If you don’t appreciate the destructive nature of this Retrotechtacular installment, you can still get your train fix. There is another offering which shows off the modernization of a signaling system.

https://www.youtube.com/watch?v=D-8gV4DJZUw

[Thanks LC]

Retrotechtacular is a weekly column featuring hacks, technology, and kitsch from ages of yore. Help keep it fresh by sending in your ideas for future installments.

31 thoughts on “Retrotectacular: The Science Of Derailing Trains

  1. Thats pretty impressive, I wonder how well modern trains fair under those circumstances(that’s only a theoretical question, I’m not expecting anyone to go and test it out for me).

      1. Not really. They reported that some guy said a six inch gap could lead to a derailment. Since the fractures that they showed are significantly oxidized, it shows that the high-speed train did go over those gaps many times before discovery.

        Of course it would not be surprising if a relatively tiny gap at the right place say, on a tight curve, would cause some heartbreak.

    1. Yes, especially if the ties are rotting. The spikes come out very easily with a prybar, and a lot of railroads only use one spike to hold the rails down now to save money (unless it’s a heavily used line.) You could dislodge a significant distance of rail very quickly with four people. Unless the line had regular inspection patrols (most don’t anymore,) it’d go undetected easily.

  2. A literal failure of linear thinking; dislodging the rails laterally or spreading them even a small amount (beyond the wheel flange widths) will cause immediate derailment.

    1. The point is to do it in-out with plastic explosives, because you don’t have too much time to stand around a track you just sabotaged and you don’t have a ten man crew of engineers to move the tracks around.
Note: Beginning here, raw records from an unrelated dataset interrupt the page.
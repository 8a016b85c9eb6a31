//! Domain types and models

pub mod correlation;
pub mod operation;
pub mod queue;
pub mod registry;

pub use correlation::{CorrelationKey, CorrelationRecord, CorrelationStatus, ObjectType};
pub use operation::{
    truncate_reason, OperationDirection, OperationRecord, OperationRequest, OperationStatus, Stage,
};
pub use queue::{Distribution, HouseBuckets, QueueConsumeKey, QueueEntry};
pub use registry::{
    AckToken, FetchOutcome, ItemError, ItemSuccess, PayloadItem, PollState, RegistryPayload,
    RegistryResult, ResultItem,
};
      The quickest minimum effort is to blow a gap in the tracks, but for that you need to know how big a gap you need for effect.

      1. You could perhaps knock up a device to combine both. Some piston-like thing, where a small explosion blows 2 rods outwards. The rods each rest on the inside of a rail. So set it off, and it pushes the rails outward just as described.

        Just an idea… but they do use explosives in more subtle manners than just blowing stuff to shit, nowadays, in all sorts of industrial uses. There’s tools already powered by explosives.

          1. Dunno, couple of crowbars for the piston rod, or just lengths of scaffold. A brick at the end for the piston head. 2 of these, bricks on the inside, next to the bomb, to absorb the blast and turn it into pushing motion. Doesn’t have to be efficient or safe. Railway steel is pretty soft as I understand, quite pliant. You can cut a lot of corners when you just want to destroy stuff, rather than build it, and you don’t care about safety or reuse.

            Using something like this guerilla weapon I realise I’ve just invented, would probably do more damage to rails than just a simple unconfined blast.

          2. Just to re-follow myself up, my second invention of this thread… a version of Mythbusters combined with Scrapheap (or Scrapheap Challenge as I think they sold it to the Yanks as)…

            Teams of enthusiastic engineering-types have to destroy water towers, sabotage tanks, etc, as ingeniously as possible. In a fictional resistance-movement type thing, in a goodie country occupied by baddies. Okay, it’d probably never get funded. Maybe in Iran or somewhere.

    1. Try privatising the fuckers. Worked on many industries over here in the UK. Of course they still get massive government subsidies, by “privatise” they meant the capitalist free-for-all money fountain type, not the one where the new owners have to actually bear most of the costs.